Indonesia Creative




Aku pernah baca poster kegiatan ini. Pembicara yang kuingat adalah Riri Riza dan JFC (Jember Fashion Carnival). Karena aku melihat tiket yang sekian ratus ribu rupiah, aku memalingkan muka dari poster itu (hm…). Nggak nyangka kemudian mereka menggratiskan 15 tiket untuk tiap-tiap perwakilan organisasi.
Karena teman-teman banyak yang berminat, awalnya aku tahu Ubi Mahar, Nizar, dan Indah, maka aku memutuskan untuk ikut. Aku kemudian tahu Ratna, Nining, Rio, Fandi, Putri, dan Dhini berminat. Singkat cerita, kami berangkat ke Gramedia Expo. Kemudian bergabung dengan kerumunan lainnya sambil menunggu pintu dibuka. Oh ya, kami menemui beberapa kesulitan (biasa, kalau nggak ada kesulitan mungkin nggak akan jadi cerita yang bagus). Intinya, kami telat untuk mendaftar sehingga tidak mendapat pita dan print out tiket. Agak menunggu lama sampai kami sempat bermain game (membuat keributan sendiri) "Tantangan atau Kejujuran" (Putri sempat jadi korban nih, dia ditantang untuk kenalan sama cowok…siapa tuh Put namanya?) tapi akhirnya kami masuk juga.
Begitu masuk ruangan, wuzzz…AC dingin banget!!!
Nah, kami dipencar-pencar menjadi beberapa kelompok, dan sama sekali tidak kenal sama siapa pun. Indah ada di kelompok 1, aku 2, Putri 3, ubi Mahar 9, de el-el. Komunikasi hanya bisa lewat SMS. Beberapa menit kemudian, acara dimulai. Seminar ini menarik karena sama sekali tidak ada Master of Ceremony (MC). Sebelumnya pembimbing kelompok menjelaskan bahwa kami sedang memerankan sebuah drama, kami memiliki seorang raja (yang kemudian aku tahu bahwa pemeran tokoh raja adalah seorang dosen dari Fakultas Psikologi UNAIR) bernama Marsulabi, memerintah kerajaan Simalua, dengan kata semangat "Hulawarma!" (apaan tuh ye artinye?).

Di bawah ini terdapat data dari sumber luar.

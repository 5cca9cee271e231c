//! `rust-csv-streaming` is a streaming CSV tokenizer: it turns a byte stream into logical
//! records (ordered field sequences) one record at a time, without loading the input into
//! memory.
//!
//! The primary entrypoint is [`reader::CsvReader`], configured by a validated
//! [`config::Configuration`].
//!
//! ## What the tokenizer handles
//!
//! - quoted fields with embedded delimiters and line breaks, doubled quotes (`""`) or a
//!   distinct escape char
//! - delimiters longer than one char (`"::"`, `"||"`, ...)
//! - `\r\n`, `\r` and `\n` line terminators
//! - comment lines, blank-line skipping, field trimming
//! - the spreadsheet leading-zero convention `="007"` → `007`
//! - UTF-8 (with or without a byte-order mark) and Latin-1 input
//!
//! ## Strictness
//!
//! Fields that are malformed (data after a closing quote, a quote left open at end of stream)
//! are either tolerated, reported to a bad-data callback, or rejected with
//! [`CsvError::MalformedRecord`], depending on
//! [`config::CsvSettings::strict_bad_data`]. With
//! [`config::CsvSettings::detect_width_drift`], records whose field count differs from the
//! first record are rejected too.
//!
//! ## Quick example
//!
//! ```rust
//! use rust_csv_streaming::{Configuration, CsvReader, CsvSettings};
//!
//! # fn main() -> Result<(), rust_csv_streaming::CsvError> {
//! let config = Configuration::new(CsvSettings {
//!     delimiter: "::".to_string(),
//!     allow_comments: true,
//!     excel_leading_zero_format: true,
//!     ..Default::default()
//! })?;
//!
//! let input = "# exported 2024-01-01\nsku::qty\n=\"007\"::3\n";
//! let mut reader = CsvReader::new(input.as_bytes(), config);
//!
//! let mut rows = Vec::new();
//! for record in reader.records() {
//!     rows.push(record?.to_vec());
//! }
//! assert_eq!(rows, vec![vec!["sku", "qty"], vec!["007", "3"]]);
//! assert_eq!(reader.current_logical_row(), 2);
//! assert_eq!(reader.current_raw_row(), 3);
//! # Ok(())
//! # }
//! ```
//!
//! ## Bad-data callback
//!
//! ```rust
//! use std::sync::{Arc, Mutex};
//!
//! use rust_csv_streaming::{Configuration, CsvReader};
//!
//! let bad = Arc::new(Mutex::new(Vec::new()));
//! let sink = Arc::clone(&bad);
//! let config = Configuration::default().with_bad_data_callback(move |ctx| {
//!     sink.lock().unwrap().push(ctx.field.to_string());
//! });
//!
//! let mut reader = CsvReader::new("\"a\"x,b\n".as_bytes(), config);
//! let record = reader.read_record().unwrap().unwrap();
//! assert_eq!(record, vec!["ax", "b"]);
//! assert_eq!(*bad.lock().unwrap(), vec!["\"a\"x".to_string()]);
//! ```
//!
//! ## Modules
//!
//! - [`reader`]: the public pull API
//! - [`config`]: settings, validation, bad-data callback
//! - [`types`]: [`types::Record`] and [`types::ParsePosition`]
//! - [`observability`]: observer hooks for records, bad data and failures
//! - [`error`]: error types

pub mod config;
pub mod error;
pub mod observability;
pub mod reader;
mod scanner;
mod tokenizer;
pub mod types;
mod validation;

pub use config::{BadDataContext, Configuration, CsvSettings, Encoding};
pub use error::{BadDataReason, CsvError, CsvResult, MalformedKind};
pub use reader::CsvReader;
pub use types::{ParsePosition, Record};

Unik, menurutku. Karena biasanya seminar dibuka dengan sambutan-sambutan:
1. Ketua Panitia
2. Ketua BEM
3. Ketua Prodi (kalau ada)
4. Dekan
5. Rektor
Fiuh…apa iya didengerin, dengan beberapa menit sambutan kita justru terus membuang waktu. Berbeda dengan seminar di Harvard, Dekannya langsung membuka acara, "Selamat pagi semuanya, perkenalkan saya dekan fakultas X. perkenankan saya untuk memperkenalkan pembicara kita kali ini, silahkan ke depan Mr. A, Mr. B, Mr.C. baiklah, kita mulai dari mana dulu? Kiri ke kanan atau kanan ke kiri? Baiklah…"
Simple kan? (Bapak Hermawanto, dosen Fakultas Ekonomi - UNAIR).
 
Nah, bagaimana si Raja Marsulabi membuka seminar ini?

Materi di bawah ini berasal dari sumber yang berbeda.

use rust_csv_streaming::{Configuration, CsvError, CsvReader, CsvSettings, Encoding};

#[test]
fn settings_deserialize_from_key_value_json_with_defaults() {
    let json = r#"{
        "delimiter": "||",
        "allow_comments": true,
        "comment": ";",
        "encoding": "latin1",
        "buffer_size": 16
    }"#;
    let settings: CsvSettings = serde_json::from_str(json).unwrap();

    assert_eq!(settings.delimiter, "||");
    assert_eq!(settings.comment, ';');
    assert_eq!(settings.encoding, Encoding::Latin1);
    assert_eq!(settings.buffer_size, 16);
    // untouched keys keep their defaults
    assert_eq!(settings.quote, '"');
    assert!(settings.skip_blank_lines);

    let config = Configuration::try_from(settings).unwrap();
    let mut reader = CsvReader::new("; note\na||b\n".as_bytes(), config);
    assert_eq!(reader.read_record().unwrap().unwrap(), vec!["a", "b"]);
}

#[test]
fn settings_round_trip_through_json() {
    let settings = CsvSettings {
        delimiter: "\t".to_string(),
        trim_fields: true,
        ..Default::default()
    };
    let json = serde_json::to_string(&settings).unwrap();
    let back: CsvSettings = serde_json::from_str(&json).unwrap();
    assert_eq!(back, settings);
}

#[test]
fn invalid_settings_fail_at_construction() {
    let err = Configuration::new(CsvSettings {
        delimiter: String::new(),
        ..Default::default()
    })
    .unwrap_err();
    assert!(matches!(err, CsvError::Configuration { .. }));
    assert!(err.to_string().contains("configuration error"));
}

#[test]
fn configuration_is_shared_between_readers() {
    let config = std::sync::Arc::new(
        Configuration::new(CsvSettings {
            delimiter: ";".to_string(),
            ..Default::default()
        })
        .unwrap(),
    );

    let handles: Vec<_> = ["a;b\n", "c;d\n"]
        .into_iter()
        .map(|input| {
            let config = std::sync::Arc::clone(&config);
            std::thread::spawn(move || {
                let mut reader = CsvReader::new(input.as_bytes(), config);
                reader.read_record().unwrap().unwrap().to_vec()
            })
        })
        .collect();

    let rows: Vec<Vec<String>> = handles.into_iter().map(|h| h.join().unwrap()).collect();
    assert_eq!(rows, vec![vec!["a", "b"], vec!["c", "d"]]);
}

#[test]
fn debug_output_hides_callbacks() {
    let config = Configuration::default().with_bad_data_callback(|_| {});
    let text = format!("{config:?}");
    assert!(text.contains("bad_data_callback_set: true"));
    assert!(text.contains("observer_set: false"));
}
use criterion::{black_box, criterion_group, criterion_main, Criterion, Throughput};

use rust_csv_streaming::{Configuration, CsvReader, CsvSettings, Record};

fn synthetic_input(rows: usize) -> String {
    let mut out = String::from("id,name,comment,amount\n");
    for i in 0..rows {
        out.push_str(&format!(
            "{i},name {i},\"quoted, with \"\"escapes\"\"\nand a break\",{}.{:02}\n",
            i * 3,
            i % 100
        ));
    }
    out
}

fn read_all(input: &str, config: &std::sync::Arc<Configuration>) -> usize {
    let mut reader = CsvReader::new(input.as_bytes(), std::sync::Arc::clone(config));
    let mut record = Record::new();
    let mut fields = 0;
    while reader.read_record_into(&mut record).unwrap() {
        fields += record.len();
    }
    fields
}

fn bench_tokenizer(c: &mut Criterion) {
    let input = synthetic_input(10_000);
    let mut group = c.benchmark_group("tokenizer");
    group.throughput(Throughput::Bytes(input.len() as u64));

    let comma = std::sync::Arc::new(Configuration::default());
    group.bench_function("comma_reuse_record", |b| {
        b.iter(|| read_all(black_box(&input), &comma))
    });

    let multi = std::sync::Arc::new(
        Configuration::new(CsvSettings {
            delimiter: "::".to_string(),
            ..Default::default()
        })
        .unwrap(),
    );
    let multi_input = input.replace(',', "::").replace("\"quoted:: with", "\"quoted, with");
    group.bench_function("double_colon_delimiter", |b| {
        b.iter(|| read_all(black_box(&multi_input), &multi))
    });

    group.finish();
}

criterion_group!(benches, bench_tokenizer);
criterion_main!(benches);
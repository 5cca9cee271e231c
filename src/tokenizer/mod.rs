//! The record state machine.
//!
//! [`Tokenizer`] pulls chars from a [`BufferedScanner`] and splits them into fields and records.
//! Every transition is driven by the current [`State`] and one char; multi-char delimiters and
//! `\r\n` are recognised by peeking ahead without consuming, so a failed partial delimiter match
//! simply leaves the candidate char in the field and matching resumes at the next char.
//!
//! Field text accumulates in one reusable buffer; the raw text of the current record is kept
//! alongside for [`crate::reader::CsvReader::raw_record`] and bad-data reporting.

mod state;

use std::io::Read;
use std::sync::Arc;

use crate::config::{BadDataContext, Configuration};
use crate::error::{BadDataReason, CsvError, CsvResult, MalformedKind};
use crate::scanner::BufferedScanner;
use crate::types::{ParsePosition, Record};
use crate::validation::RecordValidator;

use state::{is_line_break, Dialect, FieldFlags, State};

/// What the reader loop does after one char.
enum Flow {
    Continue,
    EndRecord,
    /// Blank or comment line: start the record over.
    SkipRecord,
}

pub(crate) struct Tokenizer {
    config: Arc<Configuration>,
    dialect: Dialect,
    delimiter: Vec<char>,
    validator: RecordValidator,

    state: State,
    flags: FieldFlags,
    field: String,
    /// Trim spaces seen after a closing quote, kept until the next char shows whether the
    /// field ends or continues with trailing data.
    pending_space: String,
    raw: String,
    field_raw_start: usize,
    /// Length of `raw` before the char being processed.
    mark: usize,
    record_raw_row: u64,
    logical_row: u64,
    /// Set while skipping the rest of a record that already failed.
    discarding: bool,
}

Sebelumnya para Simaluers (sebutan untuk rakyat Simalua)disuruh menggambarkan logo tentang dirinya pada kain yang dibagikan panitia, kemudian diberi nama. Metode yang untik untuk sebuah ID card. Lalu berbagi cerita kepada keluarga (satu kelompok) mengapa memilih logo itu.

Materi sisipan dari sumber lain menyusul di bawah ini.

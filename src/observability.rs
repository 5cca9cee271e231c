//! Observer hooks for reader outcomes.
//!
//! Attach an observer with [`crate::config::Configuration::with_observer`]. The reader reports
//! every emitted record, every bad field (before the bad-data policy is applied) and every
//! failed read, with a severity computed from the error.

use std::fmt;
use std::sync::Arc;

use crate::config::BadDataContext;
use crate::error::CsvError;
use crate::types::ParsePosition;

/// Severity classification used for observer callbacks and alerting thresholds.
#[derive(Debug, Clone, Copy, PartialEq, Eq, PartialOrd, Ord)]
pub enum ParseSeverity {
    /// Informational event.
    Info,
    /// Warning-level event (non-fatal).
    Warning,
    /// Error-level event (the read failed).
    Error,
    /// Critical error (stream failures).
    Critical,
}

impl ParseSeverity {
    /// Severity of a failed read.
    pub fn for_error(error: &CsvError) -> Self {
        match error {
            CsvError::Stream(_) => Self::Critical,
            CsvError::MalformedRecord { .. } => Self::Error,
            CsvError::Configuration { .. } | CsvError::Disposed => Self::Error,
        }
    }
}

/// Observer interface for reader events.
///
/// Implementors can record metrics, logs, or trigger alerts. Callbacks run synchronously on the
/// reading thread and must not call back into the reader.
pub trait ParseObserver: Send + Sync {
    /// Called after a record is emitted.
    fn on_record(&self, _position: &ParsePosition, _field_count: usize) {}

    /// Called when a bad field completes.
    fn on_bad_data(&self, _ctx: &BadDataContext<'_>) {}

    /// Called when a read fails.
    fn on_failure(&self, _position: &ParsePosition, _severity: ParseSeverity, _error: &CsvError) {}

    /// Called when a failure meets the configured alert threshold.
    ///
    /// Default behavior forwards to [`Self::on_failure`].
    fn on_alert(&self, position: &ParsePosition, severity: ParseSeverity, error: &CsvError) {
        self.on_failure(position, severity, error)
    }
}

/// An observer that fans out callbacks to a list of observers.
#[derive(Default)]
pub struct CompositeObserver {
    observers: Vec<Arc<dyn ParseObserver>>,
}

impl CompositeObserver {
    /// Create a new composite observer from a list of observers.
    pub fn new(observers: Vec<Arc<dyn ParseObserver>>) -> Self {
        Self { observers }
    }
}

impl fmt::Debug for CompositeObserver {
    fn fmt(&self, f: &mut fmt::Formatter<'_>) -> fmt::Result {
        f.debug_struct("CompositeObserver")
            .field("observers_len", &self.observers.len())
            .finish()
    }
}

impl ParseObserver for CompositeObserver {
    fn on_record(&self, position: &ParsePosition, field_count: usize) {
        for o in &self.observers {
            o.on_record(position, field_count);
        }
    }

    fn on_bad_data(&self, ctx: &BadDataContext<'_>) {
        for o in &self.observers {
            o.on_bad_data(ctx);
        }
    }

    fn on_failure(&self, position: &ParsePosition, severity: ParseSeverity, error: &CsvError) {
        for o in &self.observers {
            o.on_failure(position, severity, error);
        }
    }

    fn on_alert(&self, position: &ParsePosition, severity: ParseSeverity, error: &CsvError) {
        for o in &self.observers {
            o.on_alert(position, severity, error);
        }
    }
}

/// Writes reader events through the `log` facade.
#[derive(Debug, Default)]
pub struct LogObserver;

impl ParseObserver for LogObserver {
    fn on_record(&self, position: &ParsePosition, field_count: usize) {
        log::trace!("[csv][record] {position} fields={field_count}");
    }

    fn on_bad_data(&self, ctx: &BadDataContext<'_>) {
        log::warn!(
            "[csv][bad-data] {} at {} raw={:?}",
            ctx.reason,
            ctx.position,
            ctx.field
        );
    }

    fn on_failure(&self, position: &ParsePosition, severity: ParseSeverity, error: &CsvError) {
        log::error!("[csv][{severity:?}] {position} err={error}");
    }

    fn on_alert(&self, position: &ParsePosition, severity: ParseSeverity, error: &CsvError) {
        log::error!("[ALERT][csv][{severity:?}] {position} err={error}");
    }
}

Kemudian beliau bercerita tentang kerajaan Simalua yang mulai mengalami kemunduran karena konfrontasi dari musuhnya, Bang-bang Tut (apa karena kentutnya?). Namun, ada sosok lain dari Bang-bang Tut yang putih dan bersih datang kepada Raja Marsulabi menjelaskan bahwa raja harus menemukan 4 radar naga yang dibawa oleh 'pemantik'. Pemantik pertama adalah seorang penulis cilik (lupa namanya). Ceritanya, dia menulis buku pada usia 14 tahun (sumpah, iri banget), mengenai ini aku langsung dilirik sama mas Febry, alumni Fpsi 2001, bisa dibilang ketua kelompokku "Tuh Ky," katanya(Logo yang kupasang berkaitan sama menulis). Pembicara pertama juga pernah membuat LSM, dan ikut serta dalam diskusi internasional. Gile…
Lalu, berperan sebagai ayah dari si penulis, seorang dosen Fpsi, Bapak Seger mengajak kami untuk menilai diri apakah kami seorang pemimpin atau bukan. Hm…menyenangkan. Ilmu pertama sudah diperoleh, lalu siapa pemantik kedua?
 
Kami kemudian diperintahkan oleh raja untuk ke depan menggambarkan keinginan kami pada tahun 2025 di atas kertas karton lebar yang sudah dibagi menjadi (kalau nggak salah) 8 bagian dan menceritakannya kepada keluarga kami. Hm, metode game yang unik.
 
Tanpa dijemput pengawal, seseorang dengan rambut khasnya pun maju ke singgasana raja, "Siapa Anda, Ki Sanak?"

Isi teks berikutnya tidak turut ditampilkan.